As I sit down to plan holiday meals to share, I find myself trying to find dishes that feel festive and elevated, yet remain approachable enough to make at home without stress. How to strike that balance? After all, the holidays are about celebration and connection, not just a culinary tour de force. In my years as a chef, I created dishes that people wouldn’t ordinarily or easily make at home, offering something unique enough to justify dining out. That often meant crafting special occasion meals, but also everyday comfort foods that had a little something extra going on, a subtle, unique twist.
Take a simple roast chicken, for example. It might sound basic but paired with sautéed mushrooms, chunky bacon lardons and glazed pearl onions it becomes “poulet rôti grand-mère”, or chicken like grandma used to make, (if she happened to be French). A sprinkle of truffle salt on roasted potatoes, or a drizzle of brown butter with sage on butternut squash, Voila! Break out your holiday candles and a festive tablecloth, little touches like this give a sense of occasion without hard-to-find ingredients or hours in the kitchen that could be spent catching up and celebrating with friends and family.
Mary Anne swears that it’s the sauce that elevates many a dish from ordinary to special and I have to agree. The extra touch of the right condiment or sauce can certainly make all the difference. Who doesn’t want a little extra gravy on their turkey or au poivre on their steak?
With that in mind, here’s a festive suggestion that can brighten just about any holiday dish. It’s colorful, flavorful, and wonderfully versatile, perfect alongside a cheese or charcuterie platter, roast chicken, turkey, pork, ham… in short, almost anything except seafood.

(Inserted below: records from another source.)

use serde::Deserialize;

use candela_core::{CandelaError, Candle};

/// Error code Binance returns for an unknown trading pair.
pub(crate) const INVALID_SYMBOL: i64 = -1121;

#[derive(Debug, Deserialize)]
#[allow(dead_code)]
pub(crate) struct Kline(
    i64,    // open time
    String, // open
    String, // high
    String, // low
    String, // close
    String, // volume
    i64,    // close time
    String, // quote asset volume
    i64,    // number of trades
    String, // taker buy base asset volume
    String, // taker buy quote asset volume
    String, // ignore
);

#[derive(Debug, Deserialize)]
pub(crate) struct ApiError {
    pub(crate) code: i64,
    #[serde(default)]
    pub(crate) msg: String,
}

fn price(field: &str, raw: &str) -> Result<f64, CandelaError> {
    raw.parse()
        .map_err(|_| CandelaError::Data(format!("kline {field} {raw:?} is not numeric")))
}

impl TryFrom<Kline> for Candle {
    type Error = CandelaError;

    fn try_from(k: Kline) -> Result<Self, Self::Error> {
        Ok(Self::new(
            k.0,
            price("open", &k.1)?,
            price("high", &k.2)?,
            price("low", &k.3)?,
            price("close", &k.4)?,
            price("volume", &k.5)?,
            k.6,
        ))
    }
}

#[cfg(test)]
mod tests {
    use super::*;

    #[test]
    fn parses_kline_row() {
        let row = serde_json::json!([
            1_700_000_000_000_i64, "37000.10", "37100.00", "36950.55", "37050.00", "12.5",
            1_700_003_599_999_i64, "463000.0", 1500, "6.1", "226000.0", "0"
        ]);
        let k: Kline = serde_json::from_value(row).unwrap();
        let c = Candle::try_from(k).unwrap();
        assert_eq!(c.open_time, 1_700_000_000_000);
        assert_eq!(c.close_time, 1_700_003_599_999);
        assert!((c.low - 36_950.55).abs() < 1e-9);
        assert!((c.volume - 12.5).abs() < 1e-9);
    }

    #[test]
    fn rejects_non_numeric_price() {
        let row = serde_json::json!([0, "x", "1", "1", "1", "1", 1, "0", 0, "0", "0", "0"]);
        let k: Kline = serde_json::from_value(row).unwrap();
        assert!(matches!(Candle::try_from(k), Err(CandelaError::Data(_))));
    }
}
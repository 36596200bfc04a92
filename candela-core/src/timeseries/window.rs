//! Translate a bar count into a calendar-date window for date-windowed upstreams.
//!
//! Exchanges trade only part of each calendar day and not at all on weekends
//! or holidays, so a naive `limit * bar length` window is too short. The window
//! is first sized from an estimated calendar span per bar and then widened by a
//! timeframe-dependent multiplier.

use chrono::{DateTime, TimeDelta, Utc};

use crate::timeframe::DAILY_MINUTES;

/// Length of one trading session in minutes.
pub const TRADING_MINUTES_PER_DAY: f64 = 540.0;
/// Calendar days per trading day (weekends).
pub const WEEKEND_FACTOR: f64 = 1.4;
/// Extra days for sub-10-minute bars; the current day is published late.
pub const SHORT_BAR_DELAY_DAYS: i64 = 2;

/// Estimated calendar days covered by one bar.
#[must_use]
pub fn calendar_days_per_bar(minutes: u32) -> f64 {
    let m = f64::from(minutes);
    if minutes >= DAILY_MINUTES {
        m / f64::from(DAILY_MINUTES)
    } else {
        m / TRADING_MINUTES_PER_DAY * WEEKEND_FACTOR
    }
}

/// Widening applied on top of the per-bar estimate.
#[must_use]
pub fn window_multiplier(minutes: u32) -> f64 {
    match minutes {
        m if m >= DAILY_MINUTES => 1.4,
        m if m >= 60 => 2.4,
        m if m >= 10 => 2.2,
        _ => 2.0,
    }
}

/// Number of calendar days to look back to cover `limit` bars.
///
/// Saturates at `i64::MAX` for counts no calendar can hold.
#[must_use]
#[allow(clippy::cast_possible_truncation, clippy::cast_precision_loss)]
pub fn lookback_days(limit: usize, minutes: u32) -> i64 {
    let base = (limit as f64 * calendar_days_per_bar(minutes)).ceil();
    let widened = (base * window_multiplier(minutes)).ceil() as i64;
    if minutes < 10 {
        widened.saturating_add(SHORT_BAR_DELAY_DAYS)
    } else {
        widened
    }
}

/// Inclusive calendar window `[from, till]`.
///
/// An absent bound is left out of the upstream query, so the exchange serves
/// from the start of history or up to its latest record.
#[derive(Debug, Clone, Copy, PartialEq, Eq)]
pub struct DateWindow {
    /// First day of the window.
    pub from: Option<DateTime<Utc>>,
    /// Last day of the window.
    pub till: Option<DateTime<Utc>>,
}

impl DateWindow {
    /// Window covering `limit` bars of `minutes` ending around `now`.
    ///
    /// Intraday windows end tomorrow so the running session is included.
    /// A lookback reaching past the Unix epoch drops the lower bound.
    #[must_use]
    pub fn for_bars(limit: usize, minutes: u32, now: DateTime<Utc>) -> Self {
        let from = TimeDelta::try_days(lookback_days(limit, minutes))
            .and_then(|back| now.checked_sub_signed(back))
            .filter(|from| *from >= DateTime::<Utc>::UNIX_EPOCH);
        let till = if minutes < DAILY_MINUTES {
            now.checked_add_signed(TimeDelta::days(1)).unwrap_or(now)
        } else {
            now
        };
        Self {
            from,
            till: Some(till),
        }
    }

    /// Window spanning explicit epoch-millisecond bounds.
    #[must_use]
    pub fn explicit(start: Option<i64>, end: Option<i64>) -> Self {
        Self {
            from: start.and_then(DateTime::<Utc>::from_timestamp_millis),
            till: end.and_then(DateTime::<Utc>::from_timestamp_millis),
        }
    }

    /// `from` formatted as `YYYY-MM-DD`.
    #[must_use]
    pub fn from_param(&self) -> Option<String> {
        self.from.map(|d| d.format("%Y-%m-%d").to_string())
    }

    /// `till` formatted as `YYYY-MM-DD 23:59:59`.
    #[must_use]
    pub fn till_param(&self) -> Option<String> {
        self.till.map(|d| format!("{} 23:59:59", d.format("%Y-%m-%d")))
    }
}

Make a big batch, spoon into fancy or mason jars, and you’ve got a great homemade holiday gift as well.
MOSTARDA DI FRUTTA
This is a sweet, savory and slightly spicy condiment made with fresh and dried fruits, popular in Northern Italy. Don’t let the name scare you away, it’s a wonderful addition to any table and comes together quite quickly. It’s an especially great condiment for the holidays because of all the colorful fruit. And it keeps practically forever refrigerated in a glass jar so all the more reason to make a big batch.
Ingredients:
4 cups diced crisp firm apples and/or pears
1 cup dried apricots, halved or quartered
1 1/2 cups dried cherries and/or cranberries
Liquid:
1½ cups sugar
1 cup white or apple cider vinegar
2 cups water
Optional: a few bay leaves or a sprig of rosemary if you like


Method:
In a large stainless steel pot, combine sugar, vinegar, and water with a pinch of cayenne and the bay leaves, bring to a simmer
Add dried fruits and simmer until plump, about 10-15 minutes
Add fresh fruits and simmer until cooked through, about 10 minutes more
Mix in 3-4 tablespoons of Dijon and coarse mustards, or more to taste
The final consistency should be syrupy, similar to honey, thick and glossy.
Fruits should be soft but still hold their shape. If needed adjust the thickness by reducing the liquid or adding a bit more water if the dried fruits have absorbed everything.
Let cool and transfer to clean glass jars for storage. Yields about 6 cups


Happy Holidays , Richard & Mary Anne



Yummmmmmmm 🎄🥰
Richard and Mary Anne this really sounds so delicious, definitely a exciting new dish for the holidays. Much love to you both, and look forward to seeing you soon.